This is not a mission statement written by a committee. This is what we actually believe. What we built this for. Read it. Share it. Disagree with it. That's the whole point.
Every person alive has a type. A political lean. A faith, or a lack of one. A physical standard. An ethnic preference. These are not shameful things. They are human things. The shame is in pretending otherwise — and then being surprised when the relationship falls apart over something you both knew on the first date.
Hinge, Tinder, Bumble — they are not designed to find you a partner. They are designed to keep you searching. Every unanswered question is a subscription renewed. Every bad date is revenue for them. They profit from your loneliness. We profit from ending it. That is a fundamentally different business model.
You will share a home with this person. You will raise children with this person. You will make financial decisions, vote, argue, and grow old with this person. Their politics will shape every one of those moments. Pretending it doesn't matter is not tolerance. It is avoidance. We ask the question on screen one so you never waste screen two.

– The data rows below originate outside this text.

// Copyright 2024-Present the index-schema authors.
//
// Licensed under the Apache License, Version 2.0 (the "License");
// you may not use this file except in compliance with the License.
// You may obtain a copy of the License at
//
//     http://www.apache.org/licenses/LICENSE-2.0
//
// Unless required by applicable law or agreed to in writing, software
// distributed under the License is distributed on an "AS IS" BASIS,
// WITHOUT WARRANTIES OR CONDITIONS OF ANY KIND, either express or implied.
// See the License for the specific language governing permissions and
// limitations under the License.

use std::collections::{BTreeMap, HashSet};
use std::fmt;
use std::sync::Arc;

use anyhow::bail;
use tracing::error;

use crate::error::{FieldError, StorageError};
use crate::indexed_field::{IndexedField, SearchSpec};
use crate::value::FieldValue;

/// The values one field extracted from one domain object, paired with the
/// field definition that produced them.
#[derive(Clone)]
pub struct FieldValues<I> {
    field: Arc<IndexedField<I>>,
    values: Vec<FieldValue>,
}

impl<I: 'static> FieldValues<I> {
    /// The field definition these values were extracted by.
    pub fn field(&self) -> &Arc<IndexedField<I>> {
        &self.field
    }

    /// The extracted values. Scalar fields yield at most one element.
    pub fn values(&self) -> &[FieldValue] {
        &self.values
    }
}

impl<I: 'static> fmt::Debug for FieldValues<I> {
    fn fmt(&self, f: &mut fmt::Formatter<'_>) -> fmt::Result {
        f.debug_struct("FieldValues")
            .field("field", &self.field.name())
            .field("values", &self.values)
            .finish()
    }
}

impl<I> PartialEq for FieldValues<I> {
    fn eq(&self, other: &Self) -> bool {
        Arc::ptr_eq(&self.field, &other.field) && self.values == other.values
    }
}

/// One immutable, versioned generation of an index layout: a set of
/// [`IndexedField`] definitions keyed by field name.
///
/// Successive generations share unchanged field definitions by sharing the
/// same `Arc`s; a redefined field is a new `Arc`. Field lookups across
/// generations rely on that identity, see [`Schema::get_field`].
pub struct Schema<I> {
    version: u32,
    use_legacy_numeric_fields: bool,
    fields: BTreeMap<String, Arc<IndexedField<I>>>,
}

impl<I> fmt::Debug for Schema<I> {
    fn fmt(&self, f: &mut fmt::Formatter<'_>) -> fmt::Result {
        f.debug_struct("Schema")
            .field("version", &self.version)
            .field("fields", &self.fields.keys().collect::<Vec<_>>())
            .finish()
    }
}

impl<I: 'static> Schema<I> {
    /// Starts a new schema generation at an explicit version.
    pub fn builder(version: u32) -> SchemaBuilder<I> {
        SchemaBuilder {
            version,
            use_legacy_numeric_fields: false,
            fields: Vec::new(),
            removed: Vec::new(),
        }
    }

    /// Starts the next schema generation from an existing one: same fields,
    /// version bumped by one.
    pub fn builder_from(prior: &Schema<I>) -> SchemaBuilder<I> {
        SchemaBuilder {
            version: prior.version + 1,
            use_legacy_numeric_fields: prior.use_legacy_numeric_fields,
            fields: prior.fields.values().cloned().collect(),
            removed: Vec::new(),
        }
    }

    /// The version number of this schema generation.
    pub fn version(&self) -> u32 {
        self.version
    }

    /// True when numeric fields are written in the backend's legacy numeric
    /// encoding instead of the current one.
    pub fn use_legacy_numeric_fields(&self) -> bool {
        self.use_legacy_numeric_fields
    }

    /// All field definitions, keyed by field name.
    pub fn fields(&self) -> &BTreeMap<String, Arc<IndexedField<I>>> {
        &self.fields
    }

    /// Looks up a search spec across every field of this schema.
    pub fn search_spec(&self, spec_name: &str) -> Option<&SearchSpec> {
        self.fields
            .values()
            .find_map(|field| field.search_spec(spec_name))
    }

    /// Returns the preferred field if this schema contains it, otherwise the
    /// first present fallback.
    ///
    /// The arguments are field definitions, not names: a schema "contains" a
    /// field only when it holds the very same `Arc`. Finding a same-named but
    /// distinct definition means two generations disagree about what the name
    /// means, which is a declaration bug, and this method panics rather than
    /// letting queries run against the wrong definition.
    pub fn get_field(
        &self,
        preferred: &Arc<IndexedField<I>>,
        fallbacks: &[&Arc<IndexedField<I>>],
    ) -> Option<Arc<IndexedField<I>>> {
        std::iter::once(preferred)
            .chain(fallbacks.iter().copied())
            .find(|field| self.has_field(field))
            .cloned()
    }

    /// True iff this schema contains exactly this field definition.
    ///
    /// Panics when the schema holds a different definition under the same
    /// name, see [`Schema::get_field`].
    pub fn has_field(&self, field: &Arc<IndexedField<I>>) -> bool {
        match self.fields.get(field.name()) {
            Some(own_field) => {
                assert!(
                    Arc::ptr_eq(own_field, field),
                    "schema version {} holds a different definition of field `{}`",
                    self.version,
                    field.name()
                );
                true
            }
            None => false,
        }
    }

    /// Extracts every field of this schema from `input`, skipping the field
    /// names listed in `skip_fields`.
    ///
    /// Faults are handled per their classification: an extractor fault drops
    /// only the faulty field and is logged, while a storage fault aborts the
    /// whole document so the caller can retry it later. Fields whose getter
    /// reports absence are omitted from the result.
    pub fn build_fields(
        &self,
        input: &I,
        skip_fields: &HashSet<String>,
    ) -> Result<Vec<FieldValues<I>>, StorageError>
    where
        I: fmt::Debug,
    {
        let mut all_field_values = Vec::with_capacity(self.fields.len());
        for field in self.fields.values() {
            if skip_fields.contains(field.name()) {
                continue;
            }
            match field.get(input) {
                Ok(Some(values)) => all_field_values.push(FieldValues {
                    field: field.clone(),
                    values,
                }),
                Ok(None) => {}
                Err(FieldError::Extract(extract_err)) => {
                    error!(
                        field = field.name(),
                        input = ?input,
                        error = ?extract_err,
                        "field extractor failed, dropping field from document"
                    );
                }
                Err(FieldError::Storage(storage_err)) => return Err(storage_err),
            }
        }
        Ok(all_field_values)
    }
}

/// Builder for one [`Schema`] generation.
pub struct SchemaBuilder<I> {
    version: u32,
    use_legacy_numeric_fields: bool,
    fields: Vec<Arc<IndexedField<I>>>,
    removed: Vec<String>,
}

impl<I: 'static> SchemaBuilder<I> {
    /// Overrides the version number.
    pub fn version(mut self, version: u32) -> Self {
        self.version = version;
        self
    }

    /// Selects the backend's legacy numeric encoding for numeric fields.
    pub fn legacy_numeric_fields(mut self, use_legacy: bool) -> Self {
        self.use_legacy_numeric_fields = use_legacy;
        self
    }

    /// Adds one field definition.
    pub fn add_field(mut self, field: Arc<IndexedField<I>>) -> Self {
        self.fields.push(field);
        self
    }

    /// Adds several field definitions.
    pub fn add_fields(mut self, fields: impl IntoIterator<Item = Arc<IndexedField<I>>>) -> Self {
        self.fields.extend(fields);
        self
    }

    /// Removes an inherited field by name. Removing a name this generation
    /// does not carry is a declaration error reported by [`Self::build`].
    pub fn remove_field(mut self, name: impl Into<String>) -> Self {
        self.removed.push(name.into());
        self
    }

    /// Validates and freezes the schema generation.
    pub fn build(self) -> anyhow::Result<Schema<I>> {
        let mut fields: BTreeMap<String, Arc<IndexedField<I>>> = BTreeMap::new();
        for field in self.fields {
            let field_name = field.name().to_string();
            if fields.insert(field_name.clone(), field).is_some() {
                bail!(
                    "schema version {} defines field `{field_name}` more than once",
                    self.version
                );
            }
        }
        for removed_name in self.removed {
            if fields.remove(&removed_name).is_none() {
                bail!(
                    "schema version {} removes unknown field `{removed_name}`",
                    self.version
                );
            }
        }
        Ok(Schema {
            version: self.version,
            use_legacy_numeric_fields: self.use_legacy_numeric_fields,
            fields,
        })
    }
}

Culture, heritage, and background shape who people are. Attraction is not a political statement. Compatibility is not racism. We are the only app that lets you declare your preferences plainly — and find someone who does the same. The alternative is what everyone else is already doing: pretending, then discovering the truth three months in.
The world is not more divided than it used to be. It is more honest. People have always disagreed on politics, religion, and values. What's new is that they're saying it. DateBased is built for that world. The world where you say what you mean and find the people who mean the same thing.
Certain journalists will write hit pieces. Certain platforms will try to deplatform us. Apple may not like this app. We are not afraid of that. We are counting on it. Every ban is a headline. Every hit piece is a free ad. The people who need this will find it. They always do.
Home is not a place. It is a person. It is the one who shares your values, your vision, and your willingness to be honest about both. They exist. They are on this app. They answered the same eight questions you did. The only thing standing between you and them was a platform that finally let you both say it.
The birth rate is collapsing. The loneliness epidemic is real. And the apps that were supposed to solve it are making it worse — by design. God's first instruction to humanity was not complicated: find your person, build your family, fill the earth. DateBased is not a religious app. But it was built on the oldest truth there is: two people who are genuinely compatible can change the world. One family at a time.